This was something of a mistake.
Our local malls vary from “pretty nice, actually” to “why is this still open?” and this mall tends towards the latter category. Thirty years ago, it was a really nice place with fancy restaurants and a really posh feel to it, a classier version of the typical 80s mall. As is the case with most malls, however, time and changing trends in retail chipped away at its poshness and left it somewhat of a shell. It’s still got a singular anchor store (there’s a Sears, which gives me questions, and the other anchor spot is now taken by a doctor’s office) and the skeleton of a food court, along with a handful of mall fixtures (American Eagle, Victoria’s Secret, Journeys, etc.), but it’s definitely a shadow of its former self.
A disheartening number of storefronts were vacant when we got there on Halloween, and the fronts that were open ran out of candy pretty quickly–I don’t think anyone at the mall anticipated the entire county coming to trick-or-treat there rather than face the rain. Sam had a grand time because he’s five and got lots of candy (a full set of Dum Dums! I’ve never seen one of those before!), but the twins were wailing by about 10 minutes in, and my mom and I were both exhausted at the end of the adventure.
So. Here’s hoping that next Halloween has pleasant temperatures and no rain.
(but at least the kids looked cute! For all 5 minutes they all stayed in their costumes)
And now it’s today, which is my birthday.

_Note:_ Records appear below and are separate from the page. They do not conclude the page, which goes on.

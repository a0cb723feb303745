//! Rule-based optimizer: suggests playbook/config adjustments from a
//! fingerprint and policy result.
//!
//! Ported from the original `optimizer.py`'s `suggest_next_config` rule
//! cascade.

use crate::models::{Fingerprint, PolicyResult};
use serde::{Deserialize, Serialize};
use std::collections::HashMap;

#[derive(Debug, Clone, Serialize, Deserialize, PartialEq)]
pub struct OptimizerSuggestion {
    pub next_playbook: Option<String>,
    pub config_tweaks: HashMap<String, serde_json::Value>,
    pub suggestions: Vec<String>,
    pub playbook_recommendations: Vec<String>,
}

/// Suggests a next configuration given `fingerprint` and `policy`, optionally
/// biased by the `current_playbook` id.
pub fn suggest_next_config(
    fingerprint: &Fingerprint,
    policy: &PolicyResult,
    current_playbook: Option<&str>,
) -> OptimizerSuggestion {
    if fingerprint.is_empty() {
        return OptimizerSuggestion {
            next_playbook: current_playbook.map(str::to_string),
            config_tweaks: HashMap::new(),
            suggestions: vec!["No fingerprint data available; run scoring and fingerprint stages first.".to_string()],
            playbook_recommendations: Vec::new(),
        };
    }

    let trust_score = fingerprint.ai_trust_score;
    let completeness = fingerprint.completeness;
    let kb_ready = fingerprint.knowledge_base_ready;
    let secure = fingerprint.secure;
    let metadata = fingerprint.metadata_presence;
    let quality = fingerprint.quality;

    let thresholds = &policy.thresholds;
    let mut suggestions = Vec::new();
    let mut playbook_recommendations = Vec::new();
    let mut config_tweaks: HashMap<String, serde_json::Value> = HashMap::new();
    let mut next_playbook = current_playbook.map(str::to_string);

    let has_violation = |tag: &str| policy.violations.iter().any(|v| v.starts_with(tag));

    if has_violation("low_trust") {
        suggestions.push(format!("AI Trust Score below threshold ({}); review chunking and scoring settings.", thresholds.min_trust_score));
    } else if trust_score < 70.0 {
        suggestions.push("AI Trust Score is moderate; consider tightening chunk boundaries.".to_string());
    } else if trust_score < 85.0 {
        suggestions.push("AI Trust Score is good but could be improved with enhanced normalization.".to_string());
    }

    if has_violation("security_not_full") {
        config_tweaks.insert("redaction_strict".to_string(), serde_json::Value::Bool(true));
        suggestions.push("Security score failed policy; enabling strict redaction is recommended.".to_string());
    } else if secure < 95.0 {
        suggestions.push("Security score is below 95; review PII detection coverage.".to_string());
    } else if secure < 100.0 {
        suggestions.push("Security score is nearly complete; verify remaining redaction markers.".to_string());
    }

    if has_violation("weak_metadata") {
        config_tweaks.insert("force_metadata_extraction".to_string(), serde_json::Value::Bool(true));
        suggestions.push("Metadata presence failed policy; forcing metadata extraction is recommended.".to_string());
    } else if metadata < 85.0 {
        suggestions.push("Metadata presence is below 85; ensure document_id and section are populated.".to_string());
    } else if metadata < 90.0 {
        suggestions.push("Metadata presence is good but not complete.".to_string());
    }

    if has_violation("kb_not_ready") {
        if current_playbook.map(|p| p != "TECH").unwrap_or(true) {
            playbook_recommendations.push("TECH".to_string());
        }
        suggestions.push("Knowledge-base readiness failed policy; consider a playbook with tighter chunk targets.".to_string());
    } else if kb_ready < 70.0 {
        suggestions.push("Knowledge-base readiness is low; review section and heading detection.".to_string());
    } else if kb_ready < 85.0 {
        suggestions.push("Knowledge-base readiness is moderate.".to_string());
    }

    if completeness < 60.0 {
        if current_playbook == Some("REGULATORY") {
            next_playbook = Some("SCANNED".to_string());
            playbook_recommendations.push("SCANNED".to_string());
        }
        config_tweaks.insert("increase_chunk_overlap".to_string(), serde_json::Value::Bool(true));
        suggestions.push("Completeness is low; document may be scanned or poorly extracted.".to_string());
    } else if completeness < 75.0 {
        config_tweaks.insert("increase_chunk_overlap".to_string(), serde_json::Value::Bool(true));
        suggestions.push("Completeness is moderate; increasing chunk overlap may help.".to_string());
    } else if completeness < 90.0 {
        suggestions.push("Completeness is good but not complete.".to_string());
    }

    if quality < 70.0 {
        suggestions.push("Text quality is low; check for extraction artifacts or noise.".to_string());
    } else if quality < 85.0 {
        suggestions.push("Text quality is acceptable but could be improved.".to_string());
    }

    if !policy.policy_passed {
        suggestions.push("Overall policy failed; address the violations above before promoting.".to_string());
    }

    if next_playbook.as_deref() != current_playbook {
        suggestions.push(format!(
            "Recommend switching playbook from {} to {}.",
            current_playbook.unwrap_or("none"),
            next_playbook.as_deref().unwrap_or("none")
        ));
    }

    if suggestions.is_empty() {
        suggestions.push("No specific issues detected; current configuration appears adequate.".to_string());
    }

    OptimizerSuggestion {
        next_playbook,
        config_tweaks,
        suggestions,
        playbook_recommendations,
    }
}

Did I do anything to celebrate? Well, I wanted to, but the kids shared a wonderful cold with me, so I spent most of last night with a throat too sore to allow talking and most of today wishing I could be horizontal. Kyle, being the star that he is, stepped in and made the batch of brownies I’d planned to make for myself and, since he was working from home today anyway, let me get a nap in while the twins were napping, which will hopefully help me recover from this cold quicker and without any trips to urgent care because of breathing (because the last thing I either need or want is to get pneumonia again).
So things have been lowkey, but I need that. We’ve been juggling a lot of adventures lately with the twins especially, namely that Isaac has been fast tracked on the path towards an autism diagnosis and Carrie still qualifies for early intervention services.
Carrie first: she had her annual evaluation today to see if her development has caught up to where it should be, and the hilarious thing is that she’s basically where she ought to be when she’s not being observed. When she is being observed, as we discovered today, she’s pretty behind in a couple of areas, namely fine motor and receptive communication.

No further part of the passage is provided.